David se dirigió a la mesa y se inclinó sobre la hoja
de papel.
—No lo toque —le advirtió Poirot.
David leyó lo escrito.
Después levantó la cabeza y dijo, mirando inquisitivamente a Poirot.
—¿Está usted sugiriendo, por casualidad, la idea de suicidio? ¿Por qué había de suicidarse Rosaleen?
La voz que respondió a esta pregunta no fue la del detective. Fue la del superintendente Spence, cuya voluminosa figura acababa de dibujarse en el marco de la puerta.
—Supongamos que la señora Cloade no estuviese en Londres el martes, como usted dijo, sino en Warmsley Vale. Supongamos también que había ido a visitar al hombre que trató de hacerle un chantaje. Y supongamos por fin, que en un acceso de furor lo matase.
David le miró con ojos congestionados por la cólera.
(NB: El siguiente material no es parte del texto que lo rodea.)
// SPDX-FileCopyrightText: 2026 Keyward Contributors
// SPDX-License-Identifier: MIT OR Apache-2.0

//! AES-256-GCM envelope: `nonce[12] || ciphertext || tag[16]`.
//!
//! Every call to [`seal`] draws a fresh 96-bit nonce from the system CSPRNG.
//! Nonce reuse under one key would break GCM confidentiality and integrity.

use base64::Engine as _;
use base64::engine::general_purpose::STANDARD;
use keyward_core::CodecError;
use ring::aead::{Aad, LessSafeKey, Nonce, UnboundKey, AES_256_GCM, NONCE_LEN};
use ring::rand::{SecureRandom, SystemRandom};
use zeroize::Zeroizing;

/// AES-256 key length in bytes.
pub const KEY_LEN: usize = 32;

/// A 32-byte AES-256-GCM key, zeroed on drop.
#[derive(Clone)]
pub struct EncryptionKey(Zeroizing<[u8; KEY_LEN]>);

impl EncryptionKey {
    pub fn from_bytes(bytes: [u8; KEY_LEN]) -> Self {
        Self(Zeroizing::new(bytes))
    }

    /// Parse the configuration form: standard base64 of exactly 32 bytes.
    pub fn from_base64(encoded: &str) -> Result<Self, CodecError> {
        let decoded = Zeroizing::new(
            STANDARD
                .decode(encoded.trim())
                .map_err(|e| CodecError::InvalidEncryptionKey(format!("not valid base64: {e}")))?,
        );
        let bytes: [u8; KEY_LEN] = decoded.as_slice().try_into().map_err(|_| {
            CodecError::InvalidEncryptionKey(format!(
                "expected {KEY_LEN} bytes, got {}",
                decoded.len()
            ))
        })?;
        Ok(Self::from_bytes(bytes))
    }

    /// Generate a random key from the system CSPRNG.
    pub fn generate() -> Result<Self, CodecError> {
        let mut bytes = Zeroizing::new([0u8; KEY_LEN]);
        SystemRandom::new()
            .fill(&mut bytes[..])
            .map_err(|_| CodecError::Crypto("failed to generate random key".to_string()))?;
        Ok(Self(bytes))
    }

    /// The configuration form of this key.
    pub fn to_base64(&self) -> String {
        STANDARD.encode(&self.0[..])
    }

    fn aead_key(&self) -> Result<LessSafeKey, CodecError> {
        let unbound = UnboundKey::new(&AES_256_GCM, &self.0[..])
            .map_err(|_| CodecError::Crypto("failed to create AES-256-GCM key".to_string()))?;
        Ok(LessSafeKey::new(unbound))
    }
}

impl std::fmt::Debug for EncryptionKey {
    fn fmt(&self, f: &mut std::fmt::Formatter<'_>) -> std::fmt::Result {
        f.write_str("EncryptionKey([REDACTED])")
    }
}

/// Encrypt `plaintext`, returning `nonce || ciphertext || tag`.
pub fn seal(key: &EncryptionKey, plaintext: &[u8]) -> Result<Vec<u8>, CodecError> {
    let aead = key.aead_key()?;

    let mut nonce_bytes = [0u8; NONCE_LEN];
    SystemRandom::new()
        .fill(&mut nonce_bytes)
        .map_err(|_| CodecError::Crypto("failed to generate random nonce".to_string()))?;

    let mut in_out = plaintext.to_vec();
    aead.seal_in_place_append_tag(
        Nonce::assume_unique_for_key(nonce_bytes),
        Aad::empty(),
        &mut in_out,
    )
    .map_err(|_| CodecError::Crypto("AES-256-GCM encryption failed".to_string()))?;

    let mut envelope = Vec::with_capacity(NONCE_LEN + in_out.len());
    envelope.extend_from_slice(&nonce_bytes);
    envelope.extend_from_slice(&in_out);
    Ok(envelope)
}

/// Decrypt an envelope produced by [`seal`].
///
/// A failed tag check is reported as [`CodecError::KeyChanged`]: with an
/// intact envelope the only way to get there is a different key.
pub fn open(key: &EncryptionKey, envelope: &[u8]) -> Result<Zeroizing<Vec<u8>>, CodecError> {
    if envelope.len() < NONCE_LEN {
        return Err(CodecError::CiphertextTooShort);
    }
    let (nonce_bytes, ciphertext) = envelope.split_at(NONCE_LEN);
    let nonce = Nonce::try_assume_unique_for_key(nonce_bytes)
        .map_err(|_| CodecError::CiphertextTooShort)?;

    let aead = key.aead_key()?;
    let mut in_out = Zeroizing::new(ciphertext.to_vec());
    let plaintext = aead
        .open_in_place(nonce, Aad::empty(), &mut in_out)
        .map_err(|_| CodecError::KeyChanged)?;

    Ok(Zeroizing::new(plaintext.to_vec()))
}

#[cfg(test)]
mod tests {
    use super::*;

    #[test]
    fn seal_open_roundtrip() {
        let key = EncryptionKey::generate().unwrap();
        let envelope = seal(&key, b"{\"login\":\"deploy\"}").unwrap();
        let plaintext = open(&key, &envelope).unwrap();
        assert_eq!(plaintext.as_slice(), b"{\"login\":\"deploy\"}");
    }

    #[test]
    fn envelope_is_nonce_plus_ciphertext_plus_tag() {
        let key = EncryptionKey::generate().unwrap();
        let envelope = seal(&key, b"hello").unwrap();
        assert_eq!(envelope.len(), NONCE_LEN + 5 + 16);
    }

    #[test]
    fn nonces_are_fresh_per_call() {
        let key = EncryptionKey::generate().unwrap();
        let a = seal(&key, b"same input").unwrap();
        let b = seal(&key, b"same input").unwrap();
        assert_ne!(a[..NONCE_LEN], b[..NONCE_LEN]);
        assert_ne!(a, b);
    }

    #[test]
    fn wrong_key_reports_key_changed() {
        let k1 = EncryptionKey::from_bytes([1u8; KEY_LEN]);
        let k2 = EncryptionKey::from_bytes([2u8; KEY_LEN]);
        let envelope = seal(&k1, b"secret").unwrap();
        assert_eq!(open(&k2, &envelope).unwrap_err(), CodecError::KeyChanged);
    }

    #[test]
    fn tampered_ciphertext_reports_key_changed() {
        let key = EncryptionKey::generate().unwrap();
        let mut envelope = seal(&key, b"do not tamper").unwrap();
        envelope[NONCE_LEN] ^= 0x01;
        assert_eq!(open(&key, &envelope).unwrap_err(), CodecError::KeyChanged);
    }

    #[test]
    fn envelope_shorter_than_nonce_is_too_short() {
        let key = EncryptionKey::generate().unwrap();
        assert_eq!(
            open(&key, &[0u8; NONCE_LEN - 1]).unwrap_err(),
            CodecError::CiphertextTooShort
        );
    }

    #[test]
    fn envelope_with_nonce_but_no_full_tag_reports_key_changed() {
        let key = EncryptionKey::generate().unwrap();
        let tag_len = AES_256_GCM.tag_len();
        for len in [NONCE_LEN, NONCE_LEN + 1, NONCE_LEN + tag_len - 1] {
            assert_eq!(
                open(&key, &vec![0u8; len]).unwrap_err(),
                CodecError::KeyChanged,
                "envelope of {len} bytes"
            );
        }
    }

    #[test]
    fn key_parses_from_base64() {
        let key = EncryptionKey::from_bytes([9u8; KEY_LEN]);
        let parsed = EncryptionKey::from_base64(&key.to_base64()).unwrap();
        let envelope = seal(&key, b"x").unwrap();
        assert!(open(&parsed, &envelope).is_ok());
    }

    #[test]
    fn key_of_wrong_length_is_rejected() {
        let err = EncryptionKey::from_base64(&STANDARD.encode([0u8; 16])).unwrap_err();
        assert!(matches!(err, CodecError::InvalidEncryptionKey(msg) if msg.contains("got 16")));
    }

    #[test]
    fn debug_redacts_key() {
        let key = EncryptionKey::from_bytes([0xAB; KEY_LEN]);
        assert_eq!(format!("{key:?}"), "EncryptionKey([REDACTED])");
    }
}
—Mi hermana estuvo en Londres el martes por la noche y allí la encontré yo a las once.
—Sí —replicó Spence—. Eso es lo que usted dice, señor Hunter. Y estoy seguro que usted se aferrará como una sanguijuela a su historia. Pero eso no quiere decir que los demás estemos obligados a admitirla. De todos modos —dijo señalando al cuerpo exánime de Rosaleen—, nada se puede hacer. Este caso ya no podría encomendarse a los Tribunales de Justicia.
—No admitirá nunca —decía Spence, mirando a Poirot que estaba sentado frente a él, mesa por medio, en su oficina de la Comisaría de Policía—, aunque me consta que lo sabe, que fue ella quien le mató. Resulta curioso la mucha atención que hemos dado a su coartada y lo poco que hemos dado en cambio a la de ella. Sin embargo, no tenemos corroboración alguna de Rosaleen de que se hallara aquella noche en su pisito de Londres, con la excepción de la palabra de él. Sabíamos por el curso del proceso que sólo había dos personas que tuviesen motivos para desear la muerte de Arden: David Hunter y su hermana Rosaleen. Y yo, como un tonto, pensaba sólo en él y sin preocuparme en lo más mínimo por ella. El hecho es que parecía una infeliz hasta si cabe un poco trastornada, y quizás eso explique en parte mi equivocación. Probablemente David Hunter se apresuró a facturarla para Londres por esa misma razón. Quizá comprendiera lo peligroso que hubiese sido dejarla a solas siquiera un solo minuto. Y otra cosa curiosa. No es la primera vez que la he visto pasearse con una chaqueta de hilo color naranja y aun con combinación de chaqueta, boina y un pañuelo del mismo color. Y, sin embargo, cuando la señora Leadbetter describió a la joven que ella vio, con la cabeza envuelta en un pañuelo color naranja, no se me ocurrió ni por pienso que ésta pudiese ser la señora de Gordon Cloade. Hasta creo que en aquel momento no debió estar en sus cabales y que no fue, por lo tanto, completamente responsable de sus actos. La forma cómo se describió la escena de la iglesia demuestra que no tenía la conciencia muy limpia.